Search the records below for the word "probe". Pull out each line that has it.

(Collection entries)

________________________

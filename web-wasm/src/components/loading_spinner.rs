//! ローディング表示コンポーネント

use leptos::prelude::*;

/// スピナー（`simple` はボタン内に置く小さい版）
#[component]
pub fn LoadingSpinner(#[prop(optional)] simple: bool) -> impl IntoView {
    let class = if simple { "spinner spinner-small" } else { "spinner" };
    view! { <div class=class /> }
}

/// 解析中パネル
#[component]
pub fn AnalyzingPanel() -> impl IntoView {
    view! {
        <div class="panel loading-panel">
            <LoadingSpinner />
            <p class="loading-text">"Analyzing bug report... this may take a moment."</p>
        </div>
    }
}
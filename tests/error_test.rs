//! エラーケーステスト
//!
//! 各種エラー条件でのエラーハンドリングを検証

use lvm_bug_reader::config::Config;
use lvm_bug_reader::error::BugReaderError;
use lvm_bug_reader::loader::load_image_file;
use lvm_bug_reader_common::{Error, ErrorKind};
use std::path::Path;
use tempfile::tempdir;

/// 存在しないファイルを読み込んだ場合
#[test]
fn test_load_nonexistent_file() {
    let result = load_image_file(Path::new("/nonexistent/path/12345.png"));
    assert!(matches!(result, Err(BugReaderError::FileNotFound(_))));
}

/// 画像以外のファイル（ドロップしたテキストファイル相当）
#[test]
fn test_load_text_file_rejected() {
    let dir = tempdir().expect("Failed to create temp dir");
    let path = dir.path().join("notes.txt");
    std::fs::write(&path, "hello").unwrap();

    let result = load_image_file(&path);
    assert!(matches!(result, Err(BugReaderError::UnsupportedImage(_))));
}

/// BugReaderErrorのDisplay実装確認
#[test]
fn test_error_display() {
    let errors = vec![
        BugReaderError::Config("テスト設定エラー".to_string()),
        BugReaderError::FileNotFound("shot.png".to_string()),
        BugReaderError::UnsupportedImage("notes.txt".to_string()),
        BugReaderError::Analysis(Error::MissingApiKey),
    ];

    for err in errors {
        let display = format!("{}", err);
        assert!(!display.is_empty(), "エラーメッセージが空: {:?}", err);
    }
}

/// APIキー未設定は解析前に失敗する
#[test]
fn test_missing_api_key_is_fatal_before_any_call() {
    let config = Config::default();
    let err = config.client_config_with(|_| None).unwrap_err();

    assert!(err.is_missing_api_key());
    assert_eq!(format!("{}", err), "API_KEY environment variable not set");
}

/// IOエラーからの変換
#[test]
fn test_io_error_conversion() {
    let io_err = std::io::Error::new(std::io::ErrorKind::NotFound, "file not found");
    let err: BugReaderError = io_err.into();

    assert!(matches!(err, BugReaderError::Io(_)));
}

/// JSONエラーからの変換
#[test]
fn test_json_error_conversion() {
    let json_err = serde_json::from_str::<serde_json::Value>("{").unwrap_err();
    let err: BugReaderError = json_err.into();

    assert!(matches!(err, BugReaderError::JsonParse(_)));
}

/// common::Errorからの変換（透過的エラー）
#[test]
fn test_common_error_conversion() {
    let common_err = Error::InvalidResponse("not json".to_string());
    let err: BugReaderError = common_err.into();

    match &err {
        BugReaderError::Analysis(inner) => assert_eq!(inner.kind(), ErrorKind::InvalidResponse),
        other => panic!("Expected Analysis error, got {:?}", other),
    }
    assert_eq!(format!("{}", err), "Invalid AI response: not json");
}
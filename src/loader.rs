//! 画像ファイルの読み込み
//!
//! ブラウザのFile.typeに相当するContent-Typeを拡張子から決め、
//! 共通の正規化ルール（image/ のみ受け付け）で ImageRecord を作る。

use crate::error::{BugReaderError, Result};
use lvm_bug_reader_common::ImageRecord;
use std::path::{Path, PathBuf};

const MIME_TYPES: &[(&str, &str)] = &[
    ("png", "image/png"),
    ("jpg", "image/jpeg"),
    ("jpeg", "image/jpeg"),
    ("gif", "image/gif"),
    ("webp", "image/webp"),
    ("bmp", "image/bmp"),
    ("heic", "image/heic"),
    ("heif", "image/heif"),
    ("avif", "image/avif"),
    ("svg", "image/svg+xml"),
];

/// 拡張子からMIMEタイプを推定（大文字小文字は区別しない）
pub fn mime_type_for_path(path: &Path) -> Option<&'static str> {
    let ext = path.extension()?.to_string_lossy().to_lowercase();
    MIME_TYPES
        .iter()
        .find(|(e, _)| *e == ext)
        .map(|(_, mime)| *mime)
}

/// 画像ファイルを読み込んで ImageRecord を作る（表示ハンドルはファイルパス）
pub fn load_image_file(path: &Path) -> Result<ImageRecord<PathBuf>> {
    if !path.is_file() {
        return Err(BugReaderError::FileNotFound(path.display().to_string()));
    }

    let mime_type = mime_type_for_path(path)
        .ok_or_else(|| BugReaderError::UnsupportedImage(path.display().to_string()))?;

    let bytes = std::fs::read(path)?;
    let record = ImageRecord::from_bytes(mime_type, &bytes, path.to_path_buf())?;
    tracing::debug!(path = %path.display(), mime_type, size = bytes.len(), "Loaded image file");
    Ok(record)
}
use thiserror::Error;

#[derive(Error, Debug)]
pub enum BugReaderError {
    #[error("設定エラー: {0}")]
    Config(String),

    #[error("ファイルが見つかりません: {0}")]
    FileNotFound(String),

    #[error("対応していない画像形式です: {0}")]
    UnsupportedImage(String),

    #[error(transparent)]
    Analysis(#[from] lvm_bug_reader_common::Error),

    #[error("JSON解析エラー: {0}")]
    JsonParse(#[from] serde_json::Error),

    #[error("IOエラー: {0}")]
    Io(#[from] std::io::Error),
}

impl BugReaderError {
    /// APIキー未設定か
    pub fn is_missing_api_key(&self) -> bool {
        matches!(self, BugReaderError::Analysis(lvm_bug_reader_common::Error::MissingApiKey))
    }
}

pub type Result<T> = std::result::Result<T, BugReaderError>;
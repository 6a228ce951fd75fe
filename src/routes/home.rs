//! Index page handler.
//!
//! Renders the landing page with the authenticated subject when present.
//! Each successful render also records the request's path and query as the
//! session's original path, so a later login round-trip can return the user
//! to where they started.

use axum::{
    extract::State,
    http::Uri,
    response::{Html, IntoResponse, Response},
    Extension,
};
use tracing::instrument;

use crate::error::{error_response, ErrorKind};
use crate::session::Session;
use crate::state::AppState;
use crate::templates::base_context;

/// Index page handler.
#[instrument(name = "home::index", skip_all)]
pub async fn index(
    State(state): State<AppState>,
    Extension(session): Extension<Session>,
    uri: Uri,
) -> Response {
    let path = uri
        .path_and_query()
        .map(|pq| pq.to_string())
        .unwrap_or_else(|| "/".to_string());
    tracing::debug!(path = %path, "Recording original path");
    session.set_orig_path(path);

    let mut context = base_context(&state.config.ui);
    if let Some(subject) = session.subject() {
        context.insert("subject", &subject);
    }
    if let Some(id) = session.display_id() {
        context.insert("session_id", &id);
    }

    match state.tera.render("index.html", &context) {
        Ok(html) => Html(html).into_response(),
        Err(e) => {
            tracing::error!(error = %e, "Template rendering failed");
            error_response(&state, session.display_id().as_deref(), ErrorKind::Misc)
        }
    }
}
//! Login flow handlers: the authentication session state machine.
//!
//! Routes:
//! - GET /login/init - generate state/nonce and redirect to the provider
//! - GET /login/callback - validate the provider's response and bind the
//!   verified subject to the session
//!
//! The callback is a sequence of hard gates; the first failing gate aborts
//! the request with its classification and the remaining steps never run.
//! Immediately before the subject is bound, the session's external
//! identifier is rotated to invalidate anything an attacker may have
//! fixated pre-authentication.

use axum::{
    extract::{Query, State},
    http::{header, StatusCode},
    response::{IntoResponse, Response},
};
use serde::Deserialize;
use tracing::instrument;

use crate::config::STATE_NONCE_BYTES;
use crate::error::{error_response, FlowError};
use crate::random::random_string;
use crate::session::Session;
use crate::state::AppState;

/// Query parameters from the identity-provider callback
#[derive(Debug, Deserialize)]
pub struct CallbackQuery {
    pub state: Option<String>,
    pub code: Option<String>,
}

/// 302 redirect. The provider round-trip uses Found rather than the
/// axum default of 303.
fn found(location: &str) -> Response {
    (
        StatusCode::FOUND,
        [(header::LOCATION, location.to_string())],
    )
        .into_response()
}

/// Log the failure with its classification and render the matching page.
fn reject(app: &AppState, session: &Session, err: FlowError) -> Response {
    let kind = err.kind();
    tracing::error!(error = %err, kind = kind.label(), "Login flow rejected");
    error_response(app, session.display_id().as_deref(), kind)
}

/// Initiate the login flow: store a fresh state/nonce pair and redirect to
/// the provider's authorization endpoint.
#[instrument(name = "auth::init", skip_all)]
pub async fn init(
    State(app): State<AppState>,
    axum::Extension(session): axum::Extension<Session>,
) -> Response {
    match begin_login(&app, &session) {
        Ok(auth_url) => found(&auth_url),
        Err(err) => reject(&app, &session, err),
    }
}

fn begin_login(app: &AppState, session: &Session) -> Result<String, FlowError> {
    let state = random_string(STATE_NONCE_BYTES, true)?;
    let nonce = random_string(STATE_NONCE_BYTES, true)?;

    session.begin_login(state.clone(), nonce.clone());

    Ok(app.provider.authorization_url(&state, &nonce))
}

/// Identity-provider callback: validate, exchange, verify, rotate, bind.
#[instrument(name = "auth::callback", skip_all)]
pub async fn callback(
    State(app): State<AppState>,
    axum::Extension(session): axum::Extension<Session>,
    Query(query): Query<CallbackQuery>,
) -> Response {
    match run_callback(&app, &session, &query).await {
        Ok(target) => found(&target),
        Err(err) => reject(&app, &session, err),
    }
}

async fn run_callback(
    app: &AppState,
    session: &Session,
    query: &CallbackQuery,
) -> Result<String, FlowError> {
    // Gate 1: the state echoed by the provider must equal the stored one,
    // and the pair must not already have completed a callback.
    let stored_state = session.state();
    if stored_state.is_none() || stored_state != query.state || session.flow_consumed() {
        return Err(FlowError::StateMismatch);
    }

    // Gate 2: a non-empty authorization code must be present.
    let code = query
        .code
        .as_deref()
        .filter(|c| !c.is_empty())
        .ok_or(FlowError::MissingCode)?;

    // Gate 3: exchange the code for a token bundle.
    let token = app
        .provider
        .exchange_code(code)
        .await
        .map_err(FlowError::Exchange)?;

    // Gate 4: the bundle must carry an ID token.
    let raw_id_token = token.id_token.clone().ok_or(FlowError::MissingIdToken)?;

    // Gate 5: verify signature, issuer, and audience.
    let claims = app
        .provider
        .verify_id_token(&raw_id_token)
        .map_err(FlowError::Verification)?;

    // Gate 6: the signed nonce claim must equal the session nonce.
    if claims.nonce.is_none() || claims.nonce != session.nonce() {
        return Err(FlowError::NonceMismatch);
    }

    // Gate 7: rotate the external identifier before anything privileged is
    // stored. On failure the session is destroyed, not retried.
    if let Err(e) = app.sessions.renew_identifier(session).await {
        tracing::error!(error = %e, "Failed to renew session identifier");
        app.sessions.destroy(session).await;
        return Err(FlowError::Renewal(e));
    }

    // Store the bundle; the token is not yet used.
    session.set_token(token);

    // Gates 8-9: resolve the subject via the userinfo endpoint.
    let subject = fetch_subject(app, session).await?;
    tracing::info!(subject = %subject, "Authenticated user");
    session.set_subject(subject);

    // Gate 10: post-auth consistency check against a fresh userinfo query.
    verify_authenticated_session(app, session).await?;
    session.consume_flow();

    Ok(session.orig_path_or_root())
}

/// Query the provider's userinfo endpoint with the stored token.
async fn fetch_subject(app: &AppState, session: &Session) -> Result<String, FlowError> {
    let token = session.token().ok_or(FlowError::MissingToken)?;

    app.provider
        .userinfo_subject(&token)
        .await
        .map_err(FlowError::Subject)
}

/// Re-derivable post-condition on an authenticated session: subject, state,
/// and nonce must all be present, and a fresh userinfo query must agree with
/// the stored subject.
async fn verify_authenticated_session(app: &AppState, session: &Session) -> Result<(), FlowError> {
    let stored_subject = match session.subject() {
        Some(subject) if !subject.is_empty() => subject,
        _ => return Err(FlowError::IncompleteSession),
    };
    if session.state().is_none() || session.nonce().is_none() {
        return Err(FlowError::IncompleteSession);
    }

    let fresh_subject = fetch_subject(app, session).await?;
    if fresh_subject != stored_subject {
        tracing::warn!(
            subject_session = %stored_subject,
            subject_userinfo = %fresh_subject,
            "Privileged action attempted with mismatching subject"
        );
        return Err(FlowError::SubjectMismatch);
    }

    Ok(())
}
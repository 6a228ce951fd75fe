//! Shared application state for request handlers.

use std::sync::Arc;
use tera::Tera;

use crate::config::AppConfig;
use crate::oidc::IdentityProvider;
use crate::session::SessionStore;

/// Shared application state, cloneable across handlers via Arc-wrapped fields.
///
/// Contains the application configuration, Tera template engine, the
/// server-side session store, and the identity-provider client. Handlers
/// receive it by dependency injection; there is no global mutable state.
#[derive(Clone)]
pub struct AppState {
    pub config: Arc<AppConfig>,
    pub tera: Arc<Tera>,
    pub sessions: SessionStore,
    pub provider: Arc<dyn IdentityProvider>,
}

impl AppState {
    /// Creates a new application state from the given configuration,
    /// templates, session store, and provider client.
    pub fn new(
        config: AppConfig,
        tera: Tera,
        sessions: SessionStore,
        provider: Arc<dyn IdentityProvider>,
    ) -> Self {
        Self {
            config: Arc::new(config),
            tera: Arc::new(tera),
            sessions,
            provider,
        }
    }
}
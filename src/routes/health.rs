//! Health check endpoint for container orchestration.
//!
//! Provides a simple liveness probe that returns 200 OK when the process is
//! running. Used by Kubernetes, systemd, and load balancers to verify the
//! service is alive.

/// Health check handler.
///
/// Returns a simple "ok" response to indicate the service is running.
/// This is a liveness probe - it only checks that the process can respond to HTTP.
pub async fn health() -> &'static str {
    "ok"
}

________________________

Your solution:
//! Provides a simple liveness probe that returns 200 OK when the process is
/// This is a liveness probe - it only checks that the process can respond to HTTP.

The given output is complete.